■ Record set ■
:::::
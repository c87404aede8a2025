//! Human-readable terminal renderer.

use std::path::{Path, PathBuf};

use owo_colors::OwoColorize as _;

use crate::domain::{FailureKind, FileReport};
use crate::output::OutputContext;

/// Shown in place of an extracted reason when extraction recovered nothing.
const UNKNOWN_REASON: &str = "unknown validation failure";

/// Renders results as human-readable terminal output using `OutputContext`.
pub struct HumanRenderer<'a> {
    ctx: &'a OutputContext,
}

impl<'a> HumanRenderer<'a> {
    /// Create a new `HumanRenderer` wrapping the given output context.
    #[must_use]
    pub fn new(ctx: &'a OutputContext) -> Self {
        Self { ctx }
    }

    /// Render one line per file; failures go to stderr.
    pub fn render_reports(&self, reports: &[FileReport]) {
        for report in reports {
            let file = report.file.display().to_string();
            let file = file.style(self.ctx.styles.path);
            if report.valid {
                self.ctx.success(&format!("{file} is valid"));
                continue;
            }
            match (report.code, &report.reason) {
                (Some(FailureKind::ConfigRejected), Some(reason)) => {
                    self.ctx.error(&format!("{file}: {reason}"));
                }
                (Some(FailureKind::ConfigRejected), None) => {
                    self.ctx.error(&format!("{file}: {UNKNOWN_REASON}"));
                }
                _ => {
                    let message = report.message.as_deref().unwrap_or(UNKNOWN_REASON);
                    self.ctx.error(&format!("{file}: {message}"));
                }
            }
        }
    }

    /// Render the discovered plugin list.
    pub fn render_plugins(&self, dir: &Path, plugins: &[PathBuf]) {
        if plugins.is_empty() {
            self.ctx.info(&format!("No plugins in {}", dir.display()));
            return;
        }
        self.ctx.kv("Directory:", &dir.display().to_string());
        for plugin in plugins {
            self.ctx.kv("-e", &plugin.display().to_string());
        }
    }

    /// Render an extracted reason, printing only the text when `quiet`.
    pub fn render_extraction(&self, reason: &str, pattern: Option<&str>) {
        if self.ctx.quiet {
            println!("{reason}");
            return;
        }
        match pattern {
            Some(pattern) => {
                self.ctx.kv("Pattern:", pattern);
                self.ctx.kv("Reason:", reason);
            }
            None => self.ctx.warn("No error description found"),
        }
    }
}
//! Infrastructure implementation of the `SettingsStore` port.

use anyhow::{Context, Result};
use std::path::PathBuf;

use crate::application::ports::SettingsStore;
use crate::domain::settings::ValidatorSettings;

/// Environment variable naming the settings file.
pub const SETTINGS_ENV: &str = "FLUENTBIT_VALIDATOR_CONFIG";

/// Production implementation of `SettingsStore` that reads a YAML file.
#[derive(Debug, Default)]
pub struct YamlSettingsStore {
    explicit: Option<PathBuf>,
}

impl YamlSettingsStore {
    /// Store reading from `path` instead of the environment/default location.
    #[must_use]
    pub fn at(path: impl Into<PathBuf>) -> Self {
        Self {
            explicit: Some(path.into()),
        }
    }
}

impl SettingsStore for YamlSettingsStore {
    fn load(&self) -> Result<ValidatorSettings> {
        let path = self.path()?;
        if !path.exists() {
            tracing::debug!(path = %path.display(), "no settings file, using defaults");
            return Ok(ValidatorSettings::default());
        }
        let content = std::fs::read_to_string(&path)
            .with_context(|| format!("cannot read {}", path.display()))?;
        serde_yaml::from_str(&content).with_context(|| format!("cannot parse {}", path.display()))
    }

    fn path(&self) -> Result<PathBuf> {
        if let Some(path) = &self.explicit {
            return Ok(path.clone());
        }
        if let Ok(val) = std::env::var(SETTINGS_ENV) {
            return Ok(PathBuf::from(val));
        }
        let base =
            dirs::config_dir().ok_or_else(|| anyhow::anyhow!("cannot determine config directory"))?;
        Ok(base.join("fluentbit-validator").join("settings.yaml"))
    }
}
:::::
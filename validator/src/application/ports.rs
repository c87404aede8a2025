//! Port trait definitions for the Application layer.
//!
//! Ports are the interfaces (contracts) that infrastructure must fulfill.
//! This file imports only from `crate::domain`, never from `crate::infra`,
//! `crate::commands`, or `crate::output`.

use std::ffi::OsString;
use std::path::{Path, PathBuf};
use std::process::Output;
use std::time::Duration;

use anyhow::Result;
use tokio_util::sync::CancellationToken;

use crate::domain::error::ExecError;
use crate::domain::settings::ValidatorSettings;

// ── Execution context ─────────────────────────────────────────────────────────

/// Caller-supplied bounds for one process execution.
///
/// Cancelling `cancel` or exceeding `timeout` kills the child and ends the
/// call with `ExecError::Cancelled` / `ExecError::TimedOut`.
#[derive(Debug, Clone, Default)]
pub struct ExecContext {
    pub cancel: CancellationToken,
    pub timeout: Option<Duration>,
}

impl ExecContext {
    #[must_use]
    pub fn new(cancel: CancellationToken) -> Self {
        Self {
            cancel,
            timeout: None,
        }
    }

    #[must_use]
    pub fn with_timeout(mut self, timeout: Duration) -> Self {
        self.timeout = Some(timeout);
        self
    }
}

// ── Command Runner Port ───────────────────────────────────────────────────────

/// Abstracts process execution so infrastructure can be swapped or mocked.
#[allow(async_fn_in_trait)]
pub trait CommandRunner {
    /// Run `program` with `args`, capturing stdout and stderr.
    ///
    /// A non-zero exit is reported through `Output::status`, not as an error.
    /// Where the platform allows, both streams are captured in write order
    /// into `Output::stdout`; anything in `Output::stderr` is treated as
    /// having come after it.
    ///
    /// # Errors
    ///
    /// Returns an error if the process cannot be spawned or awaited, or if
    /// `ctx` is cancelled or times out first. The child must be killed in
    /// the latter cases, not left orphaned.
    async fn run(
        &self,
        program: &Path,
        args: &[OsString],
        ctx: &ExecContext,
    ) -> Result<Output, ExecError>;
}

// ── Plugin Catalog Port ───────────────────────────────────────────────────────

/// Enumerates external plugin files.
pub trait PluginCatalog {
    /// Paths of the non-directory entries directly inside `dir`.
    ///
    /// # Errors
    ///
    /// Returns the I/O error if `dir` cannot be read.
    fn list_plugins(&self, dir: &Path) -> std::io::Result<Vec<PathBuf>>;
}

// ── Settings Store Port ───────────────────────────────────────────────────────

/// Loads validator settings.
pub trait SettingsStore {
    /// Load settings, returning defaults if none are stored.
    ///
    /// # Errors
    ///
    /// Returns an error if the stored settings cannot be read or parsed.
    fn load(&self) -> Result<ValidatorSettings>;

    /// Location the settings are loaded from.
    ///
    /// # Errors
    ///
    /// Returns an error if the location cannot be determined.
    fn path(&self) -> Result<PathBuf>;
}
:::::
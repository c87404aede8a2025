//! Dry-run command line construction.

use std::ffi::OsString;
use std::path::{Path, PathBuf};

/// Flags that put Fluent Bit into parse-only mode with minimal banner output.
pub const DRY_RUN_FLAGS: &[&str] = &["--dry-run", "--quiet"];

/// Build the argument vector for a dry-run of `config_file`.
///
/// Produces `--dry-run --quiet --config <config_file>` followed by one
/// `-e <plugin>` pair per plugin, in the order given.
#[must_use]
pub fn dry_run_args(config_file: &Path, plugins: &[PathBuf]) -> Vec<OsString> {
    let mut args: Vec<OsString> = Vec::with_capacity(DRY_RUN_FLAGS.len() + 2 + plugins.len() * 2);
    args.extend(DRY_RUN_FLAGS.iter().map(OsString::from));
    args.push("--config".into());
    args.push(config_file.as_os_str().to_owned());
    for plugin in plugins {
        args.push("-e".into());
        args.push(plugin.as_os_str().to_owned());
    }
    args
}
:::::
■ Your assignment ■
State how many lines in the records above contain the word "Option". Write the number alone.

■ Solution to this task ■
3